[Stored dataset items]

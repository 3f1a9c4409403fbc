pub mod args;
pub mod config;
pub mod error;
pub mod imagefx;
pub mod logger;
pub mod models;
pub mod persist;

use std::path::Path;

pub use args::Options;
pub use config::ImageFxConfig;
pub use error::{ImageFxError, Result};
pub use imagefx::{GenerateStrategy, GenerationBackend, ImageFxApi, ImageFxClient};
pub use models::{GeneratedImage, GenerationRequest, ImageData, ResultRecord};

pub const DEFAULT_OUTPUT_PATH: &str = "./output/generated.png";

/// The whole run: validate, invoke, persist, report.
///
/// Required flags are checked before any client is constructed. Every
/// failure surfaces as a typed error; the process boundary in `main` owns
/// the exit code and the `===RESULT===` line.
pub async fn run(options: &Options) -> Result<ResultRecord> {
    let cookie = options.require("cookie")?;
    options.require("prompt")?;

    let client = ImageFxClient::new(ImageFxConfig::new(cookie))?;
    run_with_client(options, &client).await
}

/// Invoke and persist against an already-constructed client.
pub async fn run_with_client(options: &Options, client: &ImageFxClient) -> Result<ResultRecord> {
    let prompt = options.require("prompt")?;
    let output_path = options.get("outputPath").unwrap_or(DEFAULT_OUTPUT_PATH);
    let request = GenerationRequest::from_options(options);

    log::info!("Output path: {}", output_path);
    log::debug!("Request: {:?}", request);

    let images = client.generate(prompt, &request).await?;

    log::info!("Received {} image(s)", images.len());

    let saved = persist::save_first(&images, Path::new(output_path))?;
    Ok(ResultRecord::success(&saved, images.len()))
}

#[cfg(test)]
mod tests {
    use super::*;

    #[tokio::test]
    async fn test_run_without_cookie_fails_before_client_construction() {
        let mut options = Options::default();
        options.insert("prompt", "a cat");

        let err = run(&options).await.unwrap_err();
        assert!(matches!(err, ImageFxError::MissingArgument(_)));
        assert!(err.to_string().contains("--cookie"));
    }

    #[tokio::test]
    async fn test_run_without_prompt_fails() {
        let mut options = Options::default();
        options.insert("cookie", "SID=abc");

        let err = run(&options).await.unwrap_err();
        assert!(err.to_string().contains("--prompt"));
    }

    #[tokio::test]
    async fn test_run_with_client_reports_success_record() {
        use async_trait::async_trait;
        use std::sync::Arc;

        struct OneBase64Image;

        #[async_trait]
        impl GenerationBackend for OneBase64Image {
            fn has_generate_image(&self) -> bool {
                true
            }

            async fn generate_image(
                &self,
                _prompt: &str,
                _request: &GenerationRequest,
            ) -> Result<Vec<GeneratedImage>> {
                Ok(vec![GeneratedImage::new(ImageData::Base64Encoded(
                    base64::encode(b"png bytes"),
                ))])
            }
        }

        let dir = tempfile::tempdir().unwrap();
        let output = dir.path().join("generated.png");

        let mut options = Options::default();
        options.insert("prompt", "a red circle");
        options.insert("outputPath", output.to_str().unwrap());

        let client = ImageFxClient::with_backend(Arc::new(OneBase64Image));
        let record = run_with_client(&options, &client).await.unwrap();

        assert!(record.success);
        assert_eq!(record.count, Some(1));
        assert_eq!(record.path.as_deref(), output.to_str());
        assert!(record.error.is_none());
        assert_eq!(std::fs::read(&output).unwrap(), b"png bytes");
    }
}
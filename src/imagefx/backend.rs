use async_trait::async_trait;

use crate::{
    error::{ImageFxError, Result},
    models::{GeneratedImage, GenerationRequest},
};

/// A generation backend may expose either of two operations: the current
/// `generate_image` entry point or the older `generate` one. Backends
/// advertise what they support; the client resolves a strategy once at
/// construction instead of probing on every call.
#[async_trait]
pub trait GenerationBackend: Send + Sync {
    fn has_generate_image(&self) -> bool {
        false
    }

    fn has_generate(&self) -> bool {
        false
    }

    /// Names of the operations this backend exposes, for diagnostics.
    fn operations(&self) -> Vec<&'static str> {
        let mut operations = Vec::new();
        if self.has_generate_image() {
            operations.push("generate_image");
        }
        if self.has_generate() {
            operations.push("generate");
        }
        operations
    }

    async fn generate_image(
        &self,
        prompt: &str,
        request: &GenerationRequest,
    ) -> Result<Vec<GeneratedImage>> {
        let _ = (prompt, request);
        Err(ImageFxError::UnsupportedClient(
            "generate_image is not implemented by this backend".into(),
        ))
    }

    async fn generate(
        &self,
        prompt: &str,
        request: &GenerationRequest,
    ) -> Result<Vec<GeneratedImage>> {
        let _ = (prompt, request);
        Err(ImageFxError::UnsupportedClient(
            "generate is not implemented by this backend".into(),
        ))
    }
}

/// Invocation strategy resolved once from the backend's capabilities.
#[derive(Debug, Clone, Copy, PartialEq, Eq)]
pub enum GenerateStrategy {
    PrimaryMethod,
    FallbackMethod,
    Unsupported,
}

impl GenerateStrategy {
    /// The primary method wins when both are present.
    pub fn resolve(backend: &dyn GenerationBackend) -> Self {
        if backend.has_generate_image() {
            GenerateStrategy::PrimaryMethod
        } else if backend.has_generate() {
            GenerateStrategy::FallbackMethod
        } else {
            GenerateStrategy::Unsupported
        }
    }
}
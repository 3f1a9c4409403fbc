use std::ffi::OsStr;
use std::fs;
use std::path::{Path, PathBuf};

use crate::{
    error::{ImageFxError, Result},
    models::{GeneratedImage, ImageData},
};

/// Write the first generated image to disk and return the path it landed at.
///
/// The output path's parent directories are created if missing. A saveable
/// image is copied into the output directory under its own file name and
/// the copy's path is reported; byte and base64 payloads are written to the
/// requested path itself.
pub fn save_first(images: &[GeneratedImage], output_path: &Path) -> Result<PathBuf> {
    let first = images
        .first()
        .ok_or_else(|| ImageFxError::ResponseError("no images to save".into()))?;

    let parent = output_path
        .parent()
        .filter(|p| !p.as_os_str().is_empty());
    if let Some(dir) = parent {
        fs::create_dir_all(dir).map_err(|e| {
            ImageFxError::SaveError(format!(
                "failed to create output directory {}: {}",
                dir.display(),
                e
            ))
        })?;
    }

    match &first.data {
        ImageData::Saveable(source) => {
            let dir = parent.map(Path::to_path_buf).unwrap_or_else(|| PathBuf::from("."));
            let file_name = source
                .file_name()
                .unwrap_or_else(|| OsStr::new("generated.png"));
            let destination = dir.join(file_name);
            fs::copy(source, &destination).map_err(|e| {
                ImageFxError::SaveError(format!(
                    "failed to copy image {} into {}: {}",
                    source.display(),
                    dir.display(),
                    e
                ))
            })?;
            log::info!("Image saved to: {}", destination.display());
            Ok(destination)
        }
        ImageData::RawBytes(bytes) => {
            write_bytes(output_path, bytes)?;
            Ok(output_path.to_path_buf())
        }
        ImageData::Base64Encoded(encoded) => {
            let bytes = base64::decode(encoded).map_err(|e| {
                ImageFxError::SaveError(format!("failed to decode base64 image data: {}", e))
            })?;
            write_bytes(output_path, &bytes)?;
            Ok(output_path.to_path_buf())
        }
        ImageData::Unknown(fields) => {
            log::error!("Cannot save image data; available fields: {:?}", fields);
            Err(ImageFxError::SaveError(
                "cannot save image data: unrecognized image shape".into(),
            ))
        }
    }
}

fn write_bytes(path: &Path, bytes: &[u8]) -> Result<()> {
    fs::write(path, bytes).map_err(|e| {
        ImageFxError::SaveError(format!("failed to write image to {}: {}", path.display(), e))
    })?;
    log::info!("Image saved to: {} ({} bytes)", path.display(), bytes.len());
    Ok(())
}
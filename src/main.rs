use std::env;

use imagefx::{args, logger, run, ResultRecord};

#[tokio::main]
async fn main() {
    let _ = dotenv::dotenv();

    if let Err(e) = logger::init_with_config(logger::LoggerConfig::from_env()) {
        eprintln!("Failed to initialize logger: {}", e);
    }

    log::info!("🎨 imagefx starting");

    let options = args::collect(env::args().skip(1));

    let record = match run(&options).await {
        Ok(record) => record,
        Err(e) => {
            log::error!("{}", e);
            ResultRecord::failure(&e)
        }
    };

    log::logger().flush();

    // The final two stdout lines are the only contract a caller parses.
    println!("===RESULT===");
    println!("{}", record.to_json());

    std::process::exit(if record.success { 0 } else { 1 });
}
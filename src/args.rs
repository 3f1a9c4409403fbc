use std::collections::HashMap;

use crate::error::{ImageFxError, Result};

/// Flat `--key value` option mapping built from the raw argument list.
///
/// Keys are stored with the leading double-dash stripped; values are kept
/// verbatim. Unrecognized keys are stored but never looked up.
#[derive(Debug, Default, Clone)]
pub struct Options {
    values: HashMap<String, String>,
}

impl Options {
    pub fn get(&self, key: &str) -> Option<&str> {
        self.values.get(key).map(String::as_str)
    }

    /// Look up a required option, failing with the flag name if absent.
    pub fn require(&self, key: &str) -> Result<&str> {
        self.get(key)
            .ok_or_else(|| ImageFxError::MissingArgument(key.to_string()))
    }

    pub fn len(&self) -> usize {
        self.values.len()
    }

    pub fn is_empty(&self) -> bool {
        self.values.is_empty()
    }

    #[cfg(test)]
    pub fn insert(&mut self, key: &str, value: &str) {
        self.values.insert(key.to_string(), value.to_string());
    }
}

/// Pair up consecutive arguments into an [`Options`] mapping.
///
/// Walks the sequence two elements at a time; a trailing unpaired argument
/// is silently dropped. No validation is performed on key names.
pub fn collect<I>(args: I) -> Options
where
    I: IntoIterator<Item = String>,
{
    let mut values = HashMap::new();
    let mut args = args.into_iter();

    while let (Some(key), Some(value)) = (args.next(), args.next()) {
        let key = key.strip_prefix("--").unwrap_or(&key).to_string();
        values.insert(key, value);
    }

    Options { values }
}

TASK OBJECTIVE >> Filter the records above, keeping each line that contains the word "source".

YOUR SOLUTION >>
        ImageData::Saveable(source) => {
            let file_name = source
            fs::copy(source, &destination).map_err(|e| {
                    source.display(),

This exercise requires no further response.